Uniform Convergence of Power Series

[markiv]

Given a power series \sum a_n x^n with radius of convergence R, it seems that the series converges uniformly on any compact set contained in the disc of radius R. This might be a silly question, but what's an example of a power series that doesn't actually also converge uniformly on the whole open disc of radius R? I am assuming uniform convergence on all compact subsets does not imply uniform convergence on the whole open disc?

 

[micromass]

Consider the Taylor expansion of f(x)=\tan(x). This has a radius of convergence of \pi/2. But the series cannot converge uniformly on the entire disk ]-\pi/2,\pi/2[. Indeed, it is a theorem that the uniform limit of bounded functions is bounded. Clearly, \tan(x) isn't bounded.

 

[jbunniii]

Another easy example:
\sum_{n = 0}^{\infty} x^n = \frac{1}{1 - x}
for |x| < 1. This is clearly unbounded as x approaches 1.

 

[Mute]

Another easy example:
\sum_{n = 0}^{\infty} x^n = \frac{1}{1 - x}
for |x| < 1. This is clearly unbounded as x approaches 1.

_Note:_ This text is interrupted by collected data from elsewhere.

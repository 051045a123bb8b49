use serde::{Deserialize, Serialize};

/// Canonical portion unit. Everything the pipeline emits is expressed in one of these.
#[derive(Debug, Clone, Copy, PartialEq, Eq, Hash, Serialize, Deserialize)]
#[serde(rename_all = "lowercase")]
pub enum Unit {
    G,
    Ml,
    Piece,
}

impl Unit {
    pub fn as_str(&self) -> &'static str {
        match self {
            Unit::G => "g",
            Unit::Ml => "ml",
            Unit::Piece => "piece",
        }
    }
}

/// Item as reported by the provider or the local text parser, before heuristics.
///
/// Every numeric field is optional: the provider is free to omit what it does not know and
/// the heuristics engine fills the gaps.
#[derive(Debug, Clone, Default, PartialEq, Serialize, Deserialize)]
pub struct RawItem {
    pub name: String,
    #[serde(default)]
    pub category: Option<String>,
    #[serde(default)]
    pub unit: Option<String>,
    #[serde(default)]
    pub amount: Option<f64>,
    #[serde(default)]
    pub kcal: Option<f64>,
    #[serde(default)]
    pub protein_g: Option<f64>,
    #[serde(default)]
    pub fat_g: Option<f64>,
    #[serde(default)]
    pub carb_g: Option<f64>,
    #[serde(default)]
    pub confidence: Option<f64>,
    #[serde(default)]
    pub diameter_cm: Option<f64>,
    #[serde(default)]
    pub slices: Option<u32>,
    #[serde(default)]
    pub sources: Vec<String>,
    #[serde(default)]
    pub assumptions: Vec<String>,
}

impl RawItem {
    pub fn named(name: impl Into<String>) -> Self {
        Self {
            name: name.into(),
            ..Self::default()
        }
    }
}

#[derive(Debug, Clone, PartialEq, Serialize, Deserialize)]
pub struct NormalizedItem {
    pub name: String,
    #[serde(default)]
    pub category: Option<String>,
    pub unit: Unit,
    pub amount: f64,
    pub kcal: f64,
    pub protein_g: f64,
    pub fat_g: f64,
    pub carb_g: f64,
    #[serde(default)]
    pub confidence: Option<f64>,
    #[serde(default)]
    pub sources: Vec<String>,
    #[serde(default)]
    pub assumptions: Vec<String>,
}

impl NormalizedItem {
    pub fn kcal_from_macros(&self) -> f64 {
        4.0 * self.protein_g + 9.0 * self.fat_g + 4.0 * self.carb_g
    }

    pub fn has_source(&self, tag: &str) -> bool {
        self.sources.iter().any(|s| s == tag)
    }
}

#[derive(Debug, Clone, Default, PartialEq, Serialize, Deserialize)]
pub struct QualityBlock {
    #[serde(default)]
    pub not_food_probability: f64,
    #[serde(default)]
    pub unrealistic_scene_probability: f64,
    #[serde(default)]
    pub needs_clarification: bool,
    #[serde(default)]
    pub clarifications: Vec<String>,
    #[serde(default)]
    pub issues: Vec<String>,
}

impl QualityBlock {
    /// Folds another verdict into this one: OR on the flag, ordered de-duplicated union on the
    /// message lists, max on the probabilities.
    pub fn merge(mut self, other: QualityBlock) -> QualityBlock {
        self.not_food_probability = self.not_food_probability.max(other.not_food_probability);
        self.unrealistic_scene_probability = self
            .unrealistic_scene_probability
            .max(other.unrealistic_scene_probability);
        self.needs_clarification |= other.needs_clarification;
        push_unique(&mut self.clarifications, other.clarifications);
        push_unique(&mut self.issues, other.issues);
        self
    }
}

/// Appends every string of `extra` not already present in `into`, keeping first-seen order.
pub fn push_unique(into: &mut Vec<String>, extra: impl IntoIterator<Item = String>) {
    for s in extra {
        if !into.contains(&s) {
            into.push(s);
        }
    }
}

pub(crate) fn round1(v: f64) -> f64 {
    (v * 10.0).round() / 10.0
}
use axum::{
    async_trait,
    extract::FromRequestParts,
    http::{request::Parts, StatusCode},
};
use jsonwebtoken::{decode, Algorithm, DecodingKey, Validation};
use tracing::{debug, warn};
use uuid::Uuid;

use super::claims::{Claims, TokenKind};
use crate::config::JwtConfig;
use crate::state::AppState;

/// Verified owner id of the caller.
pub struct AuthUser(pub Uuid);

pub fn verify_access(token: &str, cfg: &JwtConfig) -> Result<Claims, (StatusCode, String)> {
    let mut validation = Validation::new(Algorithm::HS256);
    validation.set_audience(std::slice::from_ref(&cfg.audience));
    validation.set_issuer(std::slice::from_ref(&cfg.issuer));
    let decoding = DecodingKey::from_secret(cfg.secret.as_bytes());

    let data = decode::<Claims>(token, &decoding, &validation).map_err(|e| {
        warn!(error = %e, "invalid or expired token");
        (StatusCode::UNAUTHORIZED, "invalid or expired token".to_string())
    })?;

    if data.claims.kind != TokenKind::Access {
        return Err((StatusCode::UNAUTHORIZED, "access token required".into()));
    }
    debug!(user_id = %data.claims.sub, "jwt verified");
    Ok(data.claims)
}

#[async_trait]
impl FromRequestParts<AppState> for AuthUser {
    type Rejection = (StatusCode, String);

    async fn from_request_parts(
        parts: &mut Parts,
        state: &AppState,
    ) -> Result<Self, Self::Rejection> {
        let auth = parts
            .headers
            .get(axum::http::header::AUTHORIZATION)
            .and_then(|h| h.to_str().ok())
            .ok_or((StatusCode::UNAUTHORIZED, "missing Authorization header".into()))?;

        let token = auth
            .strip_prefix("Bearer ")
            .or_else(|| auth.strip_prefix("bearer "))
            .ok_or((StatusCode::UNAUTHORIZED, "invalid auth scheme".into()))?;

        let claims = verify_access(token, &state.config.jwt)?;
        Ok(AuthUser(claims.sub))
    }
}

Hm. If I recall correctly from my Complex variables class years ago, the geometric series actually is uniformly convergent on $|z| < 1$. However, it is not uniformly convergent on $|z| \leq 1$.

Do I remember incorrectly?

 

[jbunniii]

Hm. If I recall correctly from my Complex variables class years ago, the geometric series actually is uniformly convergent on $|z| < 1$. However, it is not uniformly convergent on $|z| \leq 1$.

Do I remember incorrectly?

The partial sums are
s_N(x) = \sum_{n = 0}^{N-1}x^n = \frac{1 - x^{N}}{1 - x}
The limit is
s(x) = \sum_{n = 0}^{\infty}x^n = \frac{1}{1 - x}
So
s(x) - s_N(x) = \frac{x^N}{1 - x}
This is the error in approximating the series by the N'th partial sum. For any fixed N, this error is arbitrarily large as x \rightarrow 1. If the convergence were uniform, we would be able to uniformly bound the error as small as we like by making N large enough.

I think what you are remembering is that the convergence is uniform on |z| \leq R for any positive R &lt; 1.

 

[markiv]

Thank you. This makes a lot of sense.

 

[Mute]

The partial sums are
s_N(x) = \sum_{n = 0}^{N-1}x^n = \frac{1 - x^{N}}{1 - x}
The limit is
s(x) = \sum_{n = 0}^{\infty}x^n = \frac{1}{1 - x}
So
s(x) - s_N(x) = \frac{x^N}{1 - x}
This is the error in approximating the series by the N'th partial sum. For any fixed N, this error is arbitrarily large as x \rightarrow 1. If the convergence were uniform, we would be able to uniformly bound the error as small as we like by making N large enough.

I think what you are remembering is that the convergence is uniform on |z| \leq R for any positive R &lt; 1.

Yes, that's probably the result I was thinking of.